-- Recorded data follows --
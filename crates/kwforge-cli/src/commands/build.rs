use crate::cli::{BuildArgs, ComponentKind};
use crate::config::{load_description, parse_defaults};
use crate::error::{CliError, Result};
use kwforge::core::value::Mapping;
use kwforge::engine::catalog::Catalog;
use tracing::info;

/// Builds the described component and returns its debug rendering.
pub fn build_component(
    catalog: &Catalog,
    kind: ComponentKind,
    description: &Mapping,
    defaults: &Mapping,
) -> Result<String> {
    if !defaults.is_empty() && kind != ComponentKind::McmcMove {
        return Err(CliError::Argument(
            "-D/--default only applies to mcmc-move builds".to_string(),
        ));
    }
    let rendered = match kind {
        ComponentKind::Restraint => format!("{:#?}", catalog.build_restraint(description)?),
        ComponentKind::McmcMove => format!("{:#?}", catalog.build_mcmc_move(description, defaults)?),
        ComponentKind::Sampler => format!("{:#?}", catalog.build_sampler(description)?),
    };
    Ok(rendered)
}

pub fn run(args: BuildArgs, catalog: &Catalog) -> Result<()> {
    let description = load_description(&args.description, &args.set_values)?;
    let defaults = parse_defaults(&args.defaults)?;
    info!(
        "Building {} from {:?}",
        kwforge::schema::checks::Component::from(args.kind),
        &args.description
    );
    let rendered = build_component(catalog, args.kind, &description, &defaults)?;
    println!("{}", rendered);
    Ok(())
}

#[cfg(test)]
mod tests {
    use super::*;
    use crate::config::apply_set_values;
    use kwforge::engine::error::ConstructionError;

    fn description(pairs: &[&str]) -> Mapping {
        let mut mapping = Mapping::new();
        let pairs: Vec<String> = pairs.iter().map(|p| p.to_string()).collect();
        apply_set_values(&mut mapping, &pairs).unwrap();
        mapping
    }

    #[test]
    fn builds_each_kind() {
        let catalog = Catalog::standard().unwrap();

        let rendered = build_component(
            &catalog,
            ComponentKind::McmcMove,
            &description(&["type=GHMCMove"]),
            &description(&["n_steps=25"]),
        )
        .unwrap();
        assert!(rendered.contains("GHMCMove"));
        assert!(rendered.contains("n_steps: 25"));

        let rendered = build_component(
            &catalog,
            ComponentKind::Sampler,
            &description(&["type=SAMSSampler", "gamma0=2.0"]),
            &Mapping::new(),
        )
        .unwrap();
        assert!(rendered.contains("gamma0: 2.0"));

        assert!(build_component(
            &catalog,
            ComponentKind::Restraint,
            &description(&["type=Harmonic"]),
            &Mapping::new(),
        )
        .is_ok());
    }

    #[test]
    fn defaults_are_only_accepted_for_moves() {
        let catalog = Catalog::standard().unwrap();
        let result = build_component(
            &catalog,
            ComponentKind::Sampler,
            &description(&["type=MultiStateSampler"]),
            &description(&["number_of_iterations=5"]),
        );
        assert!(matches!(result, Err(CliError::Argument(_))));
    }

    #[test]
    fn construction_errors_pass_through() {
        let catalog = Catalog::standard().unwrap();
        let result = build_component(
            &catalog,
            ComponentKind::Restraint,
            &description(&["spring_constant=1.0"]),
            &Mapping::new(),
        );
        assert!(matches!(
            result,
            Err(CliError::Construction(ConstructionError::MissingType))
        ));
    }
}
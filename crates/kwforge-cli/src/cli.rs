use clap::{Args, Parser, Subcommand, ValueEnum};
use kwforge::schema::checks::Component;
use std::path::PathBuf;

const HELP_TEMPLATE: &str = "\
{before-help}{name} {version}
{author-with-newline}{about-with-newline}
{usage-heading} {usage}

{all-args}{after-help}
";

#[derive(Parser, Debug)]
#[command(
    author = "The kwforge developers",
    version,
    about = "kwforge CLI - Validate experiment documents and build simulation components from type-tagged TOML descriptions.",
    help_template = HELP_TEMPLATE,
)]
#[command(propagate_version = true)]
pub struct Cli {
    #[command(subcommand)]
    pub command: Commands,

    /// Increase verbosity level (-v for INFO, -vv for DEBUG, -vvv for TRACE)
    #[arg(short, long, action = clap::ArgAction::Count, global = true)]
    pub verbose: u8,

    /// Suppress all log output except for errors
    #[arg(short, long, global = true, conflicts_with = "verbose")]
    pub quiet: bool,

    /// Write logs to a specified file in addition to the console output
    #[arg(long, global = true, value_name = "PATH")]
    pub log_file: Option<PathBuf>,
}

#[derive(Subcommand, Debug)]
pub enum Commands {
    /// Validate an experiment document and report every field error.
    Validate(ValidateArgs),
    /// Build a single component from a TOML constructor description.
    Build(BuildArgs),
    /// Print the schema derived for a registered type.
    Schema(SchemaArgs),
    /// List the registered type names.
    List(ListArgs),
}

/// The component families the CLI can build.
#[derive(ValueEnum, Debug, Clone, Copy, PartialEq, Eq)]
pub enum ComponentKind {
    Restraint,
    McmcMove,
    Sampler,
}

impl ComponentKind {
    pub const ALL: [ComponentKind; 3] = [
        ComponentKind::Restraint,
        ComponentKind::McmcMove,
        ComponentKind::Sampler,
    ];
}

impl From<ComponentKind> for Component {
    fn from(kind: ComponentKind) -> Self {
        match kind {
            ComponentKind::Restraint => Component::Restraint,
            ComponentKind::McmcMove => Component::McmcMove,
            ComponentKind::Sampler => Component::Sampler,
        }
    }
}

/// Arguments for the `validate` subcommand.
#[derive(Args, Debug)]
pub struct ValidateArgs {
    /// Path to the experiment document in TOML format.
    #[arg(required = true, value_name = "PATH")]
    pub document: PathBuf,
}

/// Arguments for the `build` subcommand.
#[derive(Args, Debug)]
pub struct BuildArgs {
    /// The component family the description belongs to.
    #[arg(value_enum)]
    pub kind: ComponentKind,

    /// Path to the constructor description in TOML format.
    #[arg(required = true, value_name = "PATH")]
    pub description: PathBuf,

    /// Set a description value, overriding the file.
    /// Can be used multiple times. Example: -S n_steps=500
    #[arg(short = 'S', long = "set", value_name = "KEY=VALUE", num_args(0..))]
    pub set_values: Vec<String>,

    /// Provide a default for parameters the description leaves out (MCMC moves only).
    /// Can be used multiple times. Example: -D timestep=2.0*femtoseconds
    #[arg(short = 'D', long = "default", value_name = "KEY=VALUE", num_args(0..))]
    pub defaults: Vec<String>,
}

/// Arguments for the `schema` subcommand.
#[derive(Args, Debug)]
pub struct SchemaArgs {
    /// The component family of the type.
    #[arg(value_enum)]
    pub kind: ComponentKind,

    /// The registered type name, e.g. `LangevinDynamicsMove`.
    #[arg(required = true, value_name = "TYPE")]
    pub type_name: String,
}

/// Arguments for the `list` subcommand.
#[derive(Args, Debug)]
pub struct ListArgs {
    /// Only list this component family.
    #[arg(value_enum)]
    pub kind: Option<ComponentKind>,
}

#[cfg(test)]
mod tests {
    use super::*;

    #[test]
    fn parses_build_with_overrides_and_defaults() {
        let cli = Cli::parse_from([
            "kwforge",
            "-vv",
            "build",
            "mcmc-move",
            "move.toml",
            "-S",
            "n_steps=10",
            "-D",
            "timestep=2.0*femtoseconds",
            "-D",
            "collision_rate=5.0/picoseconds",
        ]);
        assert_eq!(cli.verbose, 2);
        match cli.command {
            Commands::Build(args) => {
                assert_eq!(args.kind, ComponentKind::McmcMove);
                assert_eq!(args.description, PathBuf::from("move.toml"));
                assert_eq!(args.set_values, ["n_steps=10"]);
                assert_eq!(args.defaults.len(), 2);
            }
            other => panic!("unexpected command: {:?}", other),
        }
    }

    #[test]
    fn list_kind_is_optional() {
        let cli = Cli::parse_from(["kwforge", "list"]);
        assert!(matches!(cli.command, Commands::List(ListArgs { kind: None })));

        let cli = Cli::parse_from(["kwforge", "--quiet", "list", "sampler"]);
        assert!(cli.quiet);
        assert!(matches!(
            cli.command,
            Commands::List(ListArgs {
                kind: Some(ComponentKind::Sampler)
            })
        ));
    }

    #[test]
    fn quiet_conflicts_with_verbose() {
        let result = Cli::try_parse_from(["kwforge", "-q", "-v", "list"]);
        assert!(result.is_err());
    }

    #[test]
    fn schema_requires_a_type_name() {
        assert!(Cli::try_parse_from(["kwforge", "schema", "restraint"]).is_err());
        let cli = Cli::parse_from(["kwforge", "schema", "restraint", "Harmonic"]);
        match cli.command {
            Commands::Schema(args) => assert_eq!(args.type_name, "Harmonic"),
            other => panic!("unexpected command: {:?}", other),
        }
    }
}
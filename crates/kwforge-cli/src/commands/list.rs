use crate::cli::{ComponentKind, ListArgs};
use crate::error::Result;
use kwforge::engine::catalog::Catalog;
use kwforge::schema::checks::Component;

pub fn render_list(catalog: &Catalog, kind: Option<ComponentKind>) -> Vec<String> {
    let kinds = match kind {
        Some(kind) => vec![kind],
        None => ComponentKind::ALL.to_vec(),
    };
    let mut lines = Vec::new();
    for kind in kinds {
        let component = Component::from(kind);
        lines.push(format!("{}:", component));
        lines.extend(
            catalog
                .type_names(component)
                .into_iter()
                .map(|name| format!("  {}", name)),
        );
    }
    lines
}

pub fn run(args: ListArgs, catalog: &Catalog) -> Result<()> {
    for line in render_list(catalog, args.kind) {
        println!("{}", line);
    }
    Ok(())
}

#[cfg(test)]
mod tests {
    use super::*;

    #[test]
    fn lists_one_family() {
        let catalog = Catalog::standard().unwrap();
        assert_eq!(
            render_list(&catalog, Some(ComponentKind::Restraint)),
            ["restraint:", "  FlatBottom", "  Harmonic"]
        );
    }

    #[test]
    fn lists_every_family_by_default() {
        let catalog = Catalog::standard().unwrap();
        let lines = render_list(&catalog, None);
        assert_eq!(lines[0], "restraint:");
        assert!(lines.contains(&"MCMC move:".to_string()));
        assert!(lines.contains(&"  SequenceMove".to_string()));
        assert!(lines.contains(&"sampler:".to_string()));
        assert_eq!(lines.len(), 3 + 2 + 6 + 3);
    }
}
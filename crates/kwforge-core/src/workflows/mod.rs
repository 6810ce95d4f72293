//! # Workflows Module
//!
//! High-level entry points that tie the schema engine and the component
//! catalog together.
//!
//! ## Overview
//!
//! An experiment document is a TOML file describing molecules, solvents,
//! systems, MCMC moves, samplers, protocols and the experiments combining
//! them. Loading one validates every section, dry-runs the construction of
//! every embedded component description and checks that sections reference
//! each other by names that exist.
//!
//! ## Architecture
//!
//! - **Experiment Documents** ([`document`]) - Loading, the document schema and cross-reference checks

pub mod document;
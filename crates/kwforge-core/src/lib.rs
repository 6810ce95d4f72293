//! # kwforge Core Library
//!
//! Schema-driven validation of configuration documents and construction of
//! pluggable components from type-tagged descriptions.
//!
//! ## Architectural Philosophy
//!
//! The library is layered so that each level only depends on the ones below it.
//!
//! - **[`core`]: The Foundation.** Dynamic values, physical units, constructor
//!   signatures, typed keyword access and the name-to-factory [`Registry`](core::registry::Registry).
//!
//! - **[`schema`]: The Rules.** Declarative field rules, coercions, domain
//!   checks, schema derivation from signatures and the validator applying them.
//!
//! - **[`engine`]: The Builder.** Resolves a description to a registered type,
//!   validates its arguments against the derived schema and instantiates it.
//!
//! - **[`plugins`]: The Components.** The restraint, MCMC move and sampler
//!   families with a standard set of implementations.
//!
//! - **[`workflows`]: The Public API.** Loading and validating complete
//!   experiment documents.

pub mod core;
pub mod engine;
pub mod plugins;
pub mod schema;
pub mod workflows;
-- Recorded data concluded --
For the string "constructor", return every line of the data where it appears.

* Completed exercise:
    /// Build a single component from a TOML constructor description.
    /// Path to the constructor description in TOML format.
//! - **[`core`]: The Foundation.** Dynamic values, physical units, constructor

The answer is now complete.